Apparently very few people actually manage to help their dogs lose weight, even though it's vitally important to their well being and longevity. Charlie will be 8 in a few weeks, and we love him very much: "Best dog ever!", we tell him many times a day. Of course I took weight loss for Charlie very seriously indeed and so did everyone in the family.

Interestingly enough, the vet herself (about my age, height and build) would like to lose a few pounds. She asked me a year ago how I manage to keep in shape and I told her: YMCA, SparkPeople.

She asked me again on Saturday (having put on additional weight over the past year), and I told her again -- this time also mentioning fatloser.com.

The vet is an absolutely lovely person . . . so kind, so knowledgeable about animals and about pet nutrition. But she thought that a diet heavy in safflower oil (!) and walnuts (!!) -- (nutritious in and of themselves, of course) -- was appropriate for herself. Even though she knows all about calories in/calories out. Knows all about move more, eat less. Thinking back to my blog a few weeks ago about how overweight works at work . . . . I'm wondering how tough it is for a vet to get tough with owners on their pets' obesity when . . . . yeah.

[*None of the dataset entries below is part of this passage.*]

//! strata-orm - entity mapper with JSON properties that keep their shape
//!
//! Entities declare scalar and JSON properties in a static registry. A JSON
//! property holds an arbitrary object tree; only its own fields are ever
//! persisted (never fields reached through a prototype), and typed leaves
//! such as datetimes survive the trip through either backend.
//!
//! # Quick Start
//!
//! ```ignore
//! use strata_orm::{
//!     EntityMetadata, Filter, MetadataRegistry, Object, Orm, OrmConfig, PropertyMetadata,
//!     ScalarType,
//! };
//!
//! let registry = MetadataRegistry::builder()
//!     .register(
//!         EntityMetadata::builder("User")
//!             .property(PropertyMetadata::scalar("email", ScalarType::String).unique())
//!             .property(PropertyMetadata::json("devices"))
//!             .build(),
//!     )
//!     .build()?;
//! let orm = Orm::open(OrmConfig::relational(), registry)?;
//!
//! let mut em = orm.fork();
//! em.create("User", [("email", "a@x".into()), ("devices", Object::new().into())])?;
//! em.flush().await?;
//!
//! let mut other = orm.fork();
//! let user = other.find_one_or_fail("User", &Filter::eq("email", "a@x")).await?;
//! ```
//!
//! # Architecture
//!
//! - `strata-core`: live and canonical values, metadata, paths, errors
//! - `strata-storage`: document and SQLite backends
//! - `strata-mapping`: extraction, codecs, encodings, change sets
//! - `strata-engine`: `Orm`, sessions, flush

pub use strata_core::{
    Array, CanonicalValue, EntityId, EntityMetadata, Error, JsonHint, JsonPath, LeafKind, Limits,
    MetadataRegistry, NativeHandle, Object, PropertyKind, PropertyMetadata, Result, ScalarType,
    TypedLeaf, Value,
};
pub use strata_engine::{
    EntityManager, EntityRef, EntitySnapshot, EntityStatus, Filter, FindOptions, FlushSummary,
    LimitsConfig, Orm, OrmBuilder, OrmConfig,
};
pub use strata_mapping::{Change, ChangeOp, ChangeSet, CodecRegistry, LeafCodec};
pub use strata_storage::{Backend, BackendKind, DocumentStore, RelationalStore};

I'm so proud of Charlie!! We got his "weight loss chart" printed out and posted it on the wall in the kitchen, near his chow bowl! Here's to Charlie! We hope he's got many many more healthy years ahead of him!!

  Member Comments About This Blog Post:

ID_VANDAL 4/23/2012 5:40PM

    Good for you!! Charlie couldn't have done it without you!!

I know he must feel a whole lot better and I'll bet you notice the difference as well so GREAT JOB!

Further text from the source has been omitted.